Implications for research

For researchers studying the management of chronic illnesses like HIV, religious and spiritual resources represent a fascinating, meaningful, and beneficial way of optimizing health-related outcomes. The few research areas presented in this article focus on the development of hardiness and resilience, spirituality across groups, and the change of attitudes about HIV among communities of faith.

Since the concept of hardiness parallels aspects of spirituality, Vance, Struzick, and Masten proposed a daily cognitive-behavioral approach that employs exercises for developing characteristics of hardiness.55 In this cognitive-behavioral program, a client aging with HIV may be experiencing anxiety and depression. So the therapist would help the client identify sources and icons of optimism and strength. Such sources could be inspirational songs, television shows, movies, books, poems, mantras, prayers, and art. The key to identifying such sources is that they must be personally and intensely meaningful to the client; often, these are very spiritual in nature. By identifying such salient sources, they can be woven into a cognitive-behavioral program to be used by the client on a daily basis. Examples of such structured features of the program may include the following instructions: 1) “Before getting out of bed each day, meditate for at least a few minutes about how you are going to take care of yourself so you can take care of your friends and family”, 2) “Repeat the following mantra every time you ride the elevator at work – ‘It is fine to fall, and even better to rise again,’” 3) “Enjoy positive media such as Star Trek, Robin Williams, and gospel music”, and 4) “When you go to bed, write in your journal the two most positive things that have happened to you today”. Obviously, such an approach would include spiritual and/or religious activities, be more detailed and descriptive, and contain behaviorally-objective goals to ensure that the target behaviors occur in order to change thoughts and behaviors to facilitate a hardy attitude.
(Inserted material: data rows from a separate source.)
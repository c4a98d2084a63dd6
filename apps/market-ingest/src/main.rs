//! Market Ingest Binary
//!
//! Starts the enabled ingestion drivers and the health server.
//!
//! # Usage
//!
//! ```bash
//! cargo run --bin market-ingest
//! ```
//!
//! # Environment Variables
//!
//! ## Required
//! - `REDIS_URL`: key-value cache (`redis://host:port/db`)
//!
//! ## Optional
//! - `INFLUX_URL`, `INFLUX_ORG`, `INFLUX_TOKEN`: time-series backend
//!   (in-memory when `INFLUX_URL` is unset)
//! - `CRAWLER_SOURCE`: `VND` or `SSI` for symbols and history (default: VND)
//! - `INGEST_DRIVERS`: comma-separated drivers to run (default: all)
//! - `DEFAULT_ACTIVE_SYMBOLS`: symbols active on first discovery
//! - `INGEST_HEALTH_PORT`: Health check HTTP port (default: 8082)
//! - `OTEL_ENABLED`: Enable OpenTelemetry (default: false)
//! - `RUST_LOG`: Log level (default: info)

use std::sync::Arc;
use std::time::Duration;

use anyhow::Context;
use market_ingest::application::ports::{
    Crawler, InMemoryTimeSeries, KeyValueCache, StreamConnection, TimeSeriesBackend,
};
use market_ingest::application::services::drivers::{
    run_discovery_loop, run_minute_once, run_snapshot_loop, run_sync_loop,
};
use market_ingest::infrastructure::telemetry;
use market_ingest::{
    BarStore, CachedTickerRepository, CrawlerSource, Driver, HealthServer, HealthServerState,
    InfluxTimeSeries, IngestConfig, IngestStatus, LiveStreamService, RedisCache, Resolution,
    SnapshotCache, SsiRestCrawler, SyncLoopConfig, SyncOrchestrator, TickerService,
    VndRestCrawler, VndStreamConnection, WatermarkStore, init_metrics,
};
use tokio::signal;
use tokio::task::JoinSet;
use tokio_util::sync::CancellationToken;

/// Graceful shutdown timeout.
const SHUTDOWN_TIMEOUT: Duration = Duration::from_secs(30);

#[tokio::main]
async fn main() -> anyhow::Result<()> {
    rustls::crypto::ring::default_provider()
        .install_default()
        .expect("Failed to install rustls crypto provider");

    load_dotenv();

    // Initialize telemetry (OpenTelemetry + tracing)
    let _telemetry_guard = telemetry::init();

    tracing::info!("Starting Market Ingest");

    // Initialize Prometheus metrics
    let _metrics_handle = init_metrics();

    let config = IngestConfig::from_env().context("invalid configuration")?;
    log_config(&config);

    let shutdown_token = CancellationToken::new();

    // Storage adapters
    let cache: Arc<dyn KeyValueCache> = Arc::new(
        RedisCache::connect(&config.storage.redis_url)
            .await
            .context("failed to connect to Redis")?,
    );
    let time_series: Arc<dyn TimeSeriesBackend> = match &config.storage.influx {
        Some(influx) => Arc::new(
            InfluxTimeSeries::new(
                influx.url(),
                influx.org(),
                influx.token(),
                config.upstream.request_timeout,
            )
            .context("failed to build InfluxDB client")?,
        ),
        None => {
            tracing::warn!("INFLUX_URL not set, bars are kept in memory only");
            Arc::new(InMemoryTimeSeries::new())
        }
    };

    // Upstream crawlers; snapshots always come from VND
    let vnd_crawler: Arc<dyn Crawler> = Arc::new(
        VndRestCrawler::new(
            config.upstream.endpoints.clone(),
            config.upstream.request_timeout,
        )
        .context("failed to build upstream HTTP client")?,
    );
    let crawler: Arc<dyn Crawler> = match config.upstream.source {
        CrawlerSource::Vnd => Arc::clone(&vnd_crawler),
        CrawlerSource::Ssi => {
            if config.drivers.is_enabled(Driver::Hourly) {
                tracing::warn!("SSI serves no hourly bars, the hourly driver will fail every run");
            }
            Arc::new(
                SsiRestCrawler::new(
                    config.upstream.ssi_endpoints.clone(),
                    config.upstream.request_timeout,
                )
                .context("failed to build SSI HTTP client")?,
            )
        }
    };

    // Services
    let tickers = TickerService::new(
        Arc::new(CachedTickerRepository::new(Arc::clone(&cache))),
        Arc::clone(&cache),
        Arc::clone(&crawler),
        config.default_active.clone(),
    );
    let orchestrator = Arc::new(SyncOrchestrator::new(
        Arc::clone(&crawler),
        WatermarkStore::new(Arc::clone(&cache)),
        BarStore::new(time_series, config.sync.bar_store()),
        tickers.clone(),
        config.sync.orchestrator(),
    ));
    let snapshots = SnapshotCache::new(Arc::clone(&cache), vnd_crawler);
    let status = Arc::new(IngestStatus::new());

    let mut tasks = JoinSet::new();

    // Live stream
    let stream_connection: Option<Arc<dyn StreamConnection>> =
        if config.drivers.is_enabled(Driver::Stream) {
            let connection: Arc<dyn StreamConnection> =
                Arc::new(VndStreamConnection::new(config.upstream.stream_url.clone()));
            let service = Arc::new(LiveStreamService::new(
                Arc::clone(&connection),
                snapshots.clone(),
                tickers.clone(),
                config.stream.live_stream(),
            ));
            tasks.spawn(service.run(shutdown_token.clone()));
            Some(connection)
        } else {
            None
        };

    // Historical sync
    let sync_loops = [
        (Driver::Daily, Resolution::Daily, config.drivers.daily_interval),
        (Driver::Hourly, Resolution::Minute60, config.drivers.hourly_interval),
    ];
    for (driver, resolution, interval) in sync_loops {
        if config.drivers.is_enabled(driver) {
            tasks.spawn(run_sync_loop(
                Arc::clone(&orchestrator),
                SyncLoopConfig {
                    resolution,
                    interval,
                    download_concurrency: config.sync.download_concurrency,
                    write_concurrency: config.sync.write_concurrency,
                },
                Arc::clone(&status),
                shutdown_token.clone(),
            ));
        }
    }

    if config.drivers.is_enabled(Driver::Minute) {
        let orchestrator = Arc::clone(&orchestrator);
        let tickers = tickers.clone();
        let concurrency = config.sync.download_concurrency;
        let status = Arc::clone(&status);
        let cancel = shutdown_token.clone();
        tasks.spawn(async move {
            tokio::select! {
                () = cancel.cancelled() => {}
                _ = run_minute_once(orchestrator, tickers, concurrency, status) => {}
            }
        });
    }

    if config.drivers.is_enabled(Driver::Snapshot) {
        tasks.spawn(run_snapshot_loop(
            snapshots.clone(),
            tickers.clone(),
            config.drivers.snapshot_batch_size,
            config.drivers.snapshot_interval,
            Arc::clone(&status),
            shutdown_token.clone(),
        ));
    }

    if config.drivers.is_enabled(Driver::Discovery) {
        tasks.spawn(run_discovery_loop(
            tickers.clone(),
            config.drivers.discovery_interval,
            Arc::clone(&status),
            shutdown_token.clone(),
        ));
    }

    // Spawn health server
    let health_state = Arc::new(HealthServerState::new(
        env!("CARGO_PKG_VERSION").to_string(),
        Arc::clone(&status),
        stream_connection,
    ));
    let health_server = HealthServer::new(
        config.server.health_port,
        health_state,
        shutdown_token.clone(),
    );
    tasks.spawn(async move {
        if let Err(e) = health_server.run().await {
            tracing::error!(error = %e, "Health server error");
        }
    });

    tracing::info!(tasks = tasks.len(), "Market ingest ready");

    await_shutdown(shutdown_token).await;

    let drained = tokio::time::timeout(SHUTDOWN_TIMEOUT, async {
        while let Some(result) = tasks.join_next().await {
            if let Err(e) = result {
                tracing::error!(error = %e, "Task panicked during shutdown");
            }
        }
    })
    .await;
    if drained.is_err() {
        tracing::warn!(
            remaining = tasks.len(),
            "Shutdown timeout elapsed, aborting remaining tasks"
        );
        tasks.abort_all();
    }

    tracing::info!("Market ingest stopped");
    Ok(())
}

/// Load .env file from current or ancestor directories.
fn load_dotenv() {
    if dotenvy::dotenv().is_err() {
        load_dotenv_from_ancestors();
    }
}

/// Log the parsed configuration.
fn log_config(config: &IngestConfig) {
    let drivers: Vec<&str> = config.drivers.enabled.iter().map(|d| d.as_str()).collect();
    tracing::info!(
        crawler_source = config.upstream.source.as_str(),
        drivers = %drivers.join(","),
        influx = config.storage.influx.is_some(),
        health_port = config.server.health_port,
        default_active = config.default_active.len(),
        "Configuration loaded"
    );
    tracing::debug!(
        symbols_url = %config.upstream.endpoints.symbols_url,
        history_url = %config.upstream.endpoints.history_url,
        snapshot_url = %config.upstream.endpoints.snapshot_url,
        ssi_symbols_url = %config.upstream.ssi_endpoints.symbols_url,
        ssi_history_url = %config.upstream.ssi_endpoints.history_url,
        stream_url = %config.upstream.stream_url,
        "Upstream endpoints"
    );
}

/// Load .env file from current directory or any ancestor directory.
fn load_dotenv_from_ancestors() {
    if dotenvy::dotenv().is_ok() {
        return;
    }

    if let Ok(cwd) = std::env::current_dir() {
        let mut dir = cwd.as_path();
        while let Some(parent) = dir.parent() {
            let env_path = parent.join(".env");
            if env_path.exists() {
                let _ = dotenvy::from_path(&env_path);
                return;
            }
            dir = parent;
        }
    }
}

/// Wait for shutdown signal (SIGTERM or SIGINT).
#[allow(clippy::expect_used)]
async fn await_shutdown(shutdown_token: CancellationToken) {
    let ctrl_c = async {
        signal::ctrl_c()
            .await
            .expect("signal handler installation is critical for graceful shutdown");
    };

    #[cfg(unix)]
    let terminate = async {
        signal::unix::signal(signal::unix::SignalKind::terminate())
            .expect("SIGTERM handler installation is critical for graceful shutdown")
            .recv()
            .await;
    };

    #[cfg(not(unix))]
    let terminate = std::future::pending::<()>();

    tokio::select! {
        () = ctrl_c => {
            tracing::info!("Received Ctrl+C, initiating shutdown");
        }
        () = terminate => {
            tracing::info!("Received SIGTERM, initiating shutdown");
        }
    }

    shutdown_token.cancel();

    tracing::info!(
        timeout_secs = SHUTDOWN_TIMEOUT.as_secs(),
        "Graceful shutdown started"
    );
}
By developing a more hardy and proactive attitude, one should be better adjusted psychologically and spiritually to deal with some of the barriers to successful aging with HIV.

A similar approach has also been studied in a group intervention to help adults with HIV. Tarakeshwar, Pearce, and Sikkema created an eight-session group intervention to address issues specific to HIV;67 a focus on spirituality was included. Using a pre-post experimental design in this pilot study, researchers found that after completing this intervention, participants reported having more positive spiritual coping skills and feeling less depressed.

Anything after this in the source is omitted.